◆ Available data ◆

----------------------------------------

//! Random Move Chess Engine
//!
//! Selects moves uniformly at random. It is the final step of every AI move
//! decision: whatever the providers do, a side that has a move gets one.

use chess_core::{Move, Position, legal_moves, pseudo_legal_moves};
use rand::seq::SliceRandom;
use rand::{Rng, thread_rng};


/// Picks uniformly among legal moves.
///
/// In relaxed mode a position with no legal moves (the king may already be
/// gone) falls back to pseudo-legal moves.
#[derive(Debug, Clone, Copy, Default)]
pub struct RandomEngine {
    relaxed: bool,
}

impl RandomEngine {
    pub fn new() -> Self {
        Self { relaxed: false }
    }

    pub fn relaxed() -> Self {
        Self { relaxed: true }
    }

    /// Candidate moves this engine draws from.
    pub fn candidates(&self, pos: &Position) -> Vec<Move> {
        let moves = legal_moves(pos);
        if moves.is_empty() && self.relaxed {
            return pseudo_legal_moves(pos);
        }
        moves
    }

    pub fn choose_with<R: Rng + ?Sized>(&self, pos: &Position, rng: &mut R) -> Option<Move> {
        self.candidates(pos).choose(rng).copied()
    }

    pub fn choose(&self, pos: &Position) -> Option<Move> {
        self.choose_with(pos, &mut thread_rng())
    }
}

----------------------------------------

◆ What to do ◆
Begin with the line holding "engine draws from." and end with the last line of the material. Copy all of them exactly.

◆ Task output ◆
    /// Candidate moves this engine draws from.
    pub fn candidates(&self, pos: &Position) -> Vec<Move> {
        let moves = legal_moves(pos);
        if moves.is_empty() && self.relaxed {
            return pseudo_legal_moves(pos);
        }
        moves
    }

    pub fn choose_with<R: Rng + ?Sized>(&self, pos: &Position, rng: &mut R) -> Option<Move> {
        self.candidates(pos).choose(rng).copied()
    }

    pub fn choose(&self, pos: &Position) -> Option<Move> {
        self.choose_with(pos, &mut thread_rng())
    }
}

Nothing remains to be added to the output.